I finally figured out that I do want to be in the journalism field, not a journalist as such, but a columnist that writes about the oddity stories or someone who writes book and/or movie reviews and of course a novelist. I definitely do not want to be in the broadcasting field because it is kind of like the oral presentation, but times then ten people in the class by a million. They call it mass communication for a reason. I guess I don’t see these people watching me on the television, but I know they are there. If that makes any logical sense.
It came to me at the end of this while discussing it with the lecturer. He mentioned that if I was going to be a teacher, (most students in the class are studying to be one) that I should be using audio visual aids and be comfortable with public speaking. So I told him I wanted to be a writer and the other stuff just came out. I suddenly felt like I had an epiphany and I wanted to tell everyone my idea, specifically my mom and grandma.
This must telling of my sudden realisation of dreams led to starting to like Grandma Sue-Woman after a really good chat. I liked her the same way I did when I was little. I suddenly was able to be honest with her in a non-angering way. I kind of realised I still would not be in Australia if it wasn’t for her or my grandfather. She is controlling, (and she does own me to an extent), but I don’t think she is aware of it, it has become so internalised and natural to her that she just does it and I don’t think she does if completely for the sake of being controlling, she does it because she wants what is best for the people she loves and cares about. So maybe she should be Sue-Lady? She also has a way with words, she is very diplomatic I am never really sure she is agreeing with me or deceiving me into thinking that she is and I am really agreeing with her. I am not sure how to explain. Anyways, I really envy her talent.

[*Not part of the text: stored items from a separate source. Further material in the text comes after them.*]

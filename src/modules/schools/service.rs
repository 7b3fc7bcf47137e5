use anyhow::anyhow;
use chrono::{Datelike, Utc};
use schoolhub_core::credentials::LoginIdKind;
use schoolhub_core::{AppError, Role};
use schoolhub_db::{Store, TenantStore};
use schoolhub_models::SchoolId;
use schoolhub_models::principals::Principal;
use tracing::{info, instrument};

use super::model::{
    CreateSchoolAdminDto, DeactivateSchoolResponse, School, SchoolAdminCreatedResponse,
    UpdateSchoolDto,
};
use crate::state::AppState;
use crate::utils::provisioning::{Destination, credential_notice, dispatch_credentials, provision};

pub struct SchoolService;

impl SchoolService {
    #[instrument(skip(store), fields(db.operation = "SELECT", db.table = "schools"))]
    pub async fn list_schools(store: &dyn Store) -> Result<Vec<School>, AppError> {
        Ok(store.list_active_schools().await?)
    }

    #[instrument(skip(store), fields(db.operation = "SELECT", db.table = "schools"))]
    pub async fn get_school(store: &dyn Store, school_id: &SchoolId) -> Result<School, AppError> {
        store
            .find_school(school_id)
            .await?
            .ok_or_else(|| AppError::not_found(anyhow!("School not found")))
    }

    #[instrument(skip(store, dto), fields(db.operation = "UPDATE", db.table = "schools"))]
    pub async fn update_school(
        store: &dyn Store,
        school_id: &SchoolId,
        dto: UpdateSchoolDto,
    ) -> Result<School, AppError> {
        let mut school = Self::get_school(store, school_id).await?;
        dto.apply(&mut school);
        school.updated_at = Utc::now();

        store.update_school(&school).await?;
        info!(school.id = %school_id, "School updated");
        Ok(school)
    }

    /// Soft deactivation. The school and every principal in it are switched
    /// off together, so none of them can log in afterwards.
    #[instrument(skip(store), fields(db.operation = "UPDATE", db.table = "schools"))]
    pub async fn deactivate_school(
        store: &dyn Store,
        school_id: &SchoolId,
    ) -> Result<DeactivateSchoolResponse, AppError> {
        Self::get_school(store, school_id).await?;

        let deactivated_users = store.deactivate_school(school_id).await?;
        info!(school.id = %school_id, deactivated_users, "School deactivated");

        Ok(DeactivateSchoolResponse {
            message: "School deactivated successfully".to_string(),
            deactivated_users,
        })
    }

    /// Adds another admin to an active school. The login id follows the same
    /// scheme as the admin created with the school.
    #[instrument(skip(state, dto), fields(school.id = %school_id))]
    pub async fn create_admin(
        state: &AppState,
        school_id: &SchoolId,
        dto: CreateSchoolAdminDto,
    ) -> Result<SchoolAdminCreatedResponse, AppError> {
        let school = Self::get_school(state.store.as_ref(), school_id).await?;
        if !school.is_active {
            return Err(AppError::not_found(anyhow!("School not found")));
        }

        let admission_year = dto.admission_date.map_or(Utc::now().year(), |d| d.year());
        let mut admin = Principal::new(
            Role::Admin,
            Some(school.school_id.clone()),
            "",
            dto.email,
            "",
            dto.first_name,
            dto.last_name,
        );
        admin.phone = dto.phone;

        let tenant = TenantStore::new(state.store.clone(), school.school_id.clone());
        let (admin, credentials) = provision(
            Destination::School(&tenant),
            admin,
            LoginIdKind::Student { admission_year },
            state.password_config.bcrypt_cost,
        )
        .await?;

        dispatch_credentials(
            state.notifier.clone(),
            credential_notice(&admin, &credentials, &school.name),
        );
        info!(principal.id = %admin.id, "School admin created");

        Ok(SchoolAdminCreatedResponse {
            message: "Admin created successfully".to_string(),
            admin: admin.into(),
            credentials,
        })
    }
}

The Mrs. Lachlan’s Mum in Superheroes, not the Chris’s Mrs. Lachlan’s Mum (They are very similar, but have different interpretations to an extent) may be based on her just a tiny bit. I see a bit of my grandma in her. Sue-Woman is very cultured and into the whole being a good female kind of person. This is going to sound even weirder but I see a bit of Grandma Jim-Lady in Fergus. I won’t go into this one. It’s like all the characters I created they are either many facets of myself or different pieces of people I know.
I can’t wait for uni to finish so I can start the sequels to Song of the Superheroes. The one I started No Dogs Allowed To Drink Fizzy Lemonade (I combined the titles :P Read previous entries if you have no idea what I am talking about) is more about Mrs. Lachlan’s Mum ironically and so is the sequel The Bamboozle Blues are for Convenience Sake. Oh and I am really excited Wild Will my cult character has more of a role in both and I think I am bringing the whole problem solving thing in, but it’s NOT the same as the A.E.S.M stories or at least I hope it doesn’t end up that way because I remember Chris saying I probably shouldn’t be bringing that element in the Song of the Superheroes because it would turn into a Wild Will story and Sarah Evans may be forgotten. Anyways, I can manage the mental strength I will begin as soon as I hand in the last dastardly assignment on Friday night! Heck Yes!!! I have five left…. So I guess you can imagine by reading this blog I am procrastinating once more, but not to stress I know it will get done. It always does, despite the late nights listening to the child next door scream and the annoyance of people making the click clack noise on the keyboards on the computers at the uni library.
So I guess the point of this is to say that for every instance there is a ripple effect. A scary oral presentation leads to an epiphany, which leads to me feeling good about myself, which then leads to me talking to Grandma Sue-Woman and understanding her a bit better and then finally this blog entry. Perhaps I think about things too much.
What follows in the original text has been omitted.